• [Exercise goal] Using the records below, transcribe word for word the stretch from the line that contains "impl<R: HistoryRecord> HistoryLog<R>" through the line that contains "is not modified.", both end lines included, and nothing else.

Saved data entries

-- Opening Marker --

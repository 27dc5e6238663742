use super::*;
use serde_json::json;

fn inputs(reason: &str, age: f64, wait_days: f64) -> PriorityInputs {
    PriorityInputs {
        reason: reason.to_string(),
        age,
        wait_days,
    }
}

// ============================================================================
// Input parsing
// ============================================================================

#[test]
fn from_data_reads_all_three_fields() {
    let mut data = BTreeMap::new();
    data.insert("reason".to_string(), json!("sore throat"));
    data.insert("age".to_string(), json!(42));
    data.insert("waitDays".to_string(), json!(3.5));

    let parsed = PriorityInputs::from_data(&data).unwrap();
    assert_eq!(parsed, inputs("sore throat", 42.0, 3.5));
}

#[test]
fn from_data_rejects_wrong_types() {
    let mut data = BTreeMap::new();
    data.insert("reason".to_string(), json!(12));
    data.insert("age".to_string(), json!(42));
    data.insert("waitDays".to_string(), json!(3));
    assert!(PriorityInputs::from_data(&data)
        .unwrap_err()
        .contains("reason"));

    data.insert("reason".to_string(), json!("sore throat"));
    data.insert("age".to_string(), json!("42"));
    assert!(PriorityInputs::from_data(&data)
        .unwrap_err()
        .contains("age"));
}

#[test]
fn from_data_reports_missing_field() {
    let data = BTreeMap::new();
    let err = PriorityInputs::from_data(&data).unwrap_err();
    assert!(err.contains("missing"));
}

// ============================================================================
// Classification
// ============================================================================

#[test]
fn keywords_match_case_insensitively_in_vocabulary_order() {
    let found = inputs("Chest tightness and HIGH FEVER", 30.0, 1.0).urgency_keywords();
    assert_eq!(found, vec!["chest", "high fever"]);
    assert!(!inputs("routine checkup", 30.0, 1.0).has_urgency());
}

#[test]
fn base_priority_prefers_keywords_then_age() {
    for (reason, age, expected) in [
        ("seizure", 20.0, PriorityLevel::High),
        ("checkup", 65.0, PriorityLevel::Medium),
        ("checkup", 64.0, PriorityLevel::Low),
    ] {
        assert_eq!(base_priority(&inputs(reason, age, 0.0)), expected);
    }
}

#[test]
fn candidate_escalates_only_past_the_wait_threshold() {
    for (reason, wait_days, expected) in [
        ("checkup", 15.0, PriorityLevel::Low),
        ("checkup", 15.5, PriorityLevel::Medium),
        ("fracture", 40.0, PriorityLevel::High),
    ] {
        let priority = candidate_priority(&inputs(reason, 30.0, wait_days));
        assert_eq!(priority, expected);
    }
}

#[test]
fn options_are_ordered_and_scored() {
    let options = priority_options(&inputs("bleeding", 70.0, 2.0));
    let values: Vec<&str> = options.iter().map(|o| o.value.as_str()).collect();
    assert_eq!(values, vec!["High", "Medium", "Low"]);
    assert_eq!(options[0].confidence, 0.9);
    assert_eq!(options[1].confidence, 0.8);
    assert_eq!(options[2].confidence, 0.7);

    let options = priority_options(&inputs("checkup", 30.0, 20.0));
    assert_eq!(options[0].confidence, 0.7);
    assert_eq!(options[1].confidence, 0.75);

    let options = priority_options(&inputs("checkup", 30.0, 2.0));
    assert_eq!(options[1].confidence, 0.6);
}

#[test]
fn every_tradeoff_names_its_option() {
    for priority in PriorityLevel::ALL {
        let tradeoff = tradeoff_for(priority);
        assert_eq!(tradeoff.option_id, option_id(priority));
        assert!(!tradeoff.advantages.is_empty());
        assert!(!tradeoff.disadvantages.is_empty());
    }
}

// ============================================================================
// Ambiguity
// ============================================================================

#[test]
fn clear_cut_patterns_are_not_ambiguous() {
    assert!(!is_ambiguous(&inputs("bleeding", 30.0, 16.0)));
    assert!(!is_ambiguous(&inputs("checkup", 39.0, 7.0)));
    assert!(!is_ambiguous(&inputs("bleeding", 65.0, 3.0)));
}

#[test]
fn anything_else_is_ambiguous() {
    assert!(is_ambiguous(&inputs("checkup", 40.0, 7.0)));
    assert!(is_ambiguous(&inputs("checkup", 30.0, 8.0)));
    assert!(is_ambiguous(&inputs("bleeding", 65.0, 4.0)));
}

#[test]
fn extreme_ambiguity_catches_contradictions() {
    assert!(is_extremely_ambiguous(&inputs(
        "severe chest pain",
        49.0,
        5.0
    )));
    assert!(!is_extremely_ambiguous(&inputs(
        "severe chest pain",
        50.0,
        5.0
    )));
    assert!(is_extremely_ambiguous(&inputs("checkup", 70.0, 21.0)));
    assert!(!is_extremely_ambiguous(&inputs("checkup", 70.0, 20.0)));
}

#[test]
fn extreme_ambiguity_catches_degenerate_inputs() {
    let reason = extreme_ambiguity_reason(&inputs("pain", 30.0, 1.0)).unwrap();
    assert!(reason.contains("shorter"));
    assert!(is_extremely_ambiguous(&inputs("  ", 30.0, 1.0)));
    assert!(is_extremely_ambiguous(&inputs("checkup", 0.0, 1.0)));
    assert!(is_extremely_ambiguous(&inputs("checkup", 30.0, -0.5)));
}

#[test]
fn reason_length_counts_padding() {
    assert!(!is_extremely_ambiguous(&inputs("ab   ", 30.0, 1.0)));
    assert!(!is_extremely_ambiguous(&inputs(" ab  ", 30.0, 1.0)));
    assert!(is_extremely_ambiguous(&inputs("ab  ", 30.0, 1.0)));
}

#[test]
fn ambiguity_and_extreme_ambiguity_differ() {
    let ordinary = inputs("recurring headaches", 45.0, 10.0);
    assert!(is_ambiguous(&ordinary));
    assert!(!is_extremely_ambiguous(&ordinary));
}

-- Closing Marker --
-- Opening Marker --

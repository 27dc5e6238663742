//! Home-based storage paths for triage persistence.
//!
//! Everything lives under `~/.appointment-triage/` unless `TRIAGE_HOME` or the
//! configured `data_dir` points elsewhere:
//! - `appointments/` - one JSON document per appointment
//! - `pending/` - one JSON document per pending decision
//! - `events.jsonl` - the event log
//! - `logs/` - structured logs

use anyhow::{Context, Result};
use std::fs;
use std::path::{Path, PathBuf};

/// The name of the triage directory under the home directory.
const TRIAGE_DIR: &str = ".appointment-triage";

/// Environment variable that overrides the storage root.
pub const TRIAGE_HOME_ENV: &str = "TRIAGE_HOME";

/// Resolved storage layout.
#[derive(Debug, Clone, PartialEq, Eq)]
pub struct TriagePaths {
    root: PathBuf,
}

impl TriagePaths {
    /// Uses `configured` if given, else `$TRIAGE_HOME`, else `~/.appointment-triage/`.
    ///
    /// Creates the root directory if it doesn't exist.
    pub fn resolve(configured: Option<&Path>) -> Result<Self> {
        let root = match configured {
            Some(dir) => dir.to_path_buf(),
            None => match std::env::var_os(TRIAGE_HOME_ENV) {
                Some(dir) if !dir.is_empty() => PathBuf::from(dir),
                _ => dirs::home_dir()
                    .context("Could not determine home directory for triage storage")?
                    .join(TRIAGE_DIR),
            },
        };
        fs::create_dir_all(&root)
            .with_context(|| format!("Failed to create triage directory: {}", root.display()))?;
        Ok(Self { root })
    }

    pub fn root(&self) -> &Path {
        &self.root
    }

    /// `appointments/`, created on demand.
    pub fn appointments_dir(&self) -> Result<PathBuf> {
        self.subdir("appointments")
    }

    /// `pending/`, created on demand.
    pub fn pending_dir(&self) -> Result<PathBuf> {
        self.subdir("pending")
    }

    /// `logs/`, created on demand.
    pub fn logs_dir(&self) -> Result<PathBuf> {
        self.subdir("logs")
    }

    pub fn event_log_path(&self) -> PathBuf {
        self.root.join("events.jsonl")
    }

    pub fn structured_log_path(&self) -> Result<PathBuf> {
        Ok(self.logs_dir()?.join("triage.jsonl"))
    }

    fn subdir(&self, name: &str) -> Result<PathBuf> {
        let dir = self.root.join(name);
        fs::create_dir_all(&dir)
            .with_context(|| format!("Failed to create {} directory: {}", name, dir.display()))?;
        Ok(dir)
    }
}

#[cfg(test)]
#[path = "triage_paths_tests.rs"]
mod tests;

-- Closing Marker --
-- Opening Marker --

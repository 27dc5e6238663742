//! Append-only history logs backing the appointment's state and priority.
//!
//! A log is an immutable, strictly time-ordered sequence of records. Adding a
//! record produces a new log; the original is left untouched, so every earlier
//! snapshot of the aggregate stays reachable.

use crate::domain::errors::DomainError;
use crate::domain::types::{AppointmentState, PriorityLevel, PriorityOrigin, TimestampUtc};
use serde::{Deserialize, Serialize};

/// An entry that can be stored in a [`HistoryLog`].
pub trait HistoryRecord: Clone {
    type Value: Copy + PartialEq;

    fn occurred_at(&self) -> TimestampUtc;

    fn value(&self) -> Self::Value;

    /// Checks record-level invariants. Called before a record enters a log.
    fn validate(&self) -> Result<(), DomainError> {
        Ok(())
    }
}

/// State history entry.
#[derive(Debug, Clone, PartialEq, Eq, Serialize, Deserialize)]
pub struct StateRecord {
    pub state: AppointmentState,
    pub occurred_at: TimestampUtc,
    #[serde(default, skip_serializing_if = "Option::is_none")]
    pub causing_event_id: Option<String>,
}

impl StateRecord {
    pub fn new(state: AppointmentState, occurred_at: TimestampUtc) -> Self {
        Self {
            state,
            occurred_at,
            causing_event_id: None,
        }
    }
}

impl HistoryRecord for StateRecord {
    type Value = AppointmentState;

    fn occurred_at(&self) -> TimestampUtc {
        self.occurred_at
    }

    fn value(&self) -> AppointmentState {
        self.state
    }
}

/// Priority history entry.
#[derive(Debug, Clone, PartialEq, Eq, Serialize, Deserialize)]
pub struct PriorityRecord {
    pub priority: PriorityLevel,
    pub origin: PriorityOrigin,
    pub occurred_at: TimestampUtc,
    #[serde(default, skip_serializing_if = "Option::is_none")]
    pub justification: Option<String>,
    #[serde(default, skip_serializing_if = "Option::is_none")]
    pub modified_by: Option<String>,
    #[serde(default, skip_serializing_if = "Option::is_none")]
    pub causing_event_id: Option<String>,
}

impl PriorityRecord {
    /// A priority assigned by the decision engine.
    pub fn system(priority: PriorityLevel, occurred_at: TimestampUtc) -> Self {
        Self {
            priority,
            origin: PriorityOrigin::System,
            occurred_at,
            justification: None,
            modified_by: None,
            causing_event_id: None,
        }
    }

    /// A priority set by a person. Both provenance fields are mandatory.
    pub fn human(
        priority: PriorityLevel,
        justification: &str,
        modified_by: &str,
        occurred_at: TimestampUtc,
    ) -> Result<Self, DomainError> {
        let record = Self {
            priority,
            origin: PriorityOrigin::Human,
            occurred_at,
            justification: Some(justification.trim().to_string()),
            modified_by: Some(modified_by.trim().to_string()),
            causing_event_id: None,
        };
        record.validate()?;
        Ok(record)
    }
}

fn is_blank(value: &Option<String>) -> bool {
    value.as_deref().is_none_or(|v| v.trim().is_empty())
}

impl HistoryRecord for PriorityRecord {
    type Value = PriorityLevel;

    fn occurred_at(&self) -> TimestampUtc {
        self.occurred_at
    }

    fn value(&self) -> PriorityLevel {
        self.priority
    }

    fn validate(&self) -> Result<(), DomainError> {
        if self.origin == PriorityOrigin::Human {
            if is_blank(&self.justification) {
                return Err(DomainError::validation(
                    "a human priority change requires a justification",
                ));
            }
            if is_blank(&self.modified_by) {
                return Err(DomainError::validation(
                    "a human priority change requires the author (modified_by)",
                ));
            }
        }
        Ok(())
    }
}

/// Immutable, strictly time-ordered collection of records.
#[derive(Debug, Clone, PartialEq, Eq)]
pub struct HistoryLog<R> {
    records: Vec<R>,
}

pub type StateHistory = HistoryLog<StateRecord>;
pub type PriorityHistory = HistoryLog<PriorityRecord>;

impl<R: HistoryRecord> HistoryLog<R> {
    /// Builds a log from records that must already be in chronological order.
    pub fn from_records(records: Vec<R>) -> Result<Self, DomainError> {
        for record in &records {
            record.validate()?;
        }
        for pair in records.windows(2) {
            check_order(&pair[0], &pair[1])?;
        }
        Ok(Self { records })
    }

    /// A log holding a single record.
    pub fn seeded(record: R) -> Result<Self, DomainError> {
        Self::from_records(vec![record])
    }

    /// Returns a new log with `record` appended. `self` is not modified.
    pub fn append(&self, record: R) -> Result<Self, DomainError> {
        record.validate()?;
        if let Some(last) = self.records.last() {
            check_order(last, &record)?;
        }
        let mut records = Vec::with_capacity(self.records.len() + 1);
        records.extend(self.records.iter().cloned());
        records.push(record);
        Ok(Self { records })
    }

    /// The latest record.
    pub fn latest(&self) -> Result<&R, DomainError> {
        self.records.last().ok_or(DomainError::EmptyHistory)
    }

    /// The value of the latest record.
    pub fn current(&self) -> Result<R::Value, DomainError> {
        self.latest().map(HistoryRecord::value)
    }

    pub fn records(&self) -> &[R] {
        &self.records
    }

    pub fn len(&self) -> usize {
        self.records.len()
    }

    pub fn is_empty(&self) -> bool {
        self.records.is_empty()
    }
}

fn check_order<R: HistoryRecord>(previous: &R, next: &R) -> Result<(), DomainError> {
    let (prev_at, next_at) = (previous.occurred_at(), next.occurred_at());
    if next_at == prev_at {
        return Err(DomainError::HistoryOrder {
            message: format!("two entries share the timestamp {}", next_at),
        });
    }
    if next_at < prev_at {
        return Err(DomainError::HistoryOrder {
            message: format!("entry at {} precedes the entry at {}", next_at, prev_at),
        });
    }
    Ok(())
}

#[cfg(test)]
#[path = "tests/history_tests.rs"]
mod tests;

-- Closing Marker --

• [Answer space]
impl<R: HistoryRecord> HistoryLog<R> {
    /// Builds a log from records that must already be in chronological order.
    pub fn from_records(records: Vec<R>) -> Result<Self, DomainError> {
        for record in &records {
            record.validate()?;
        }
        for pair in records.windows(2) {
            check_order(&pair[0], &pair[1])?;
        }
        Ok(Self { records })
    }

    /// A log holding a single record.
    pub fn seeded(record: R) -> Result<Self, DomainError> {
        Self::from_records(vec![record])
    }

    /// Returns a new log with `record` appended. `self` is not modified.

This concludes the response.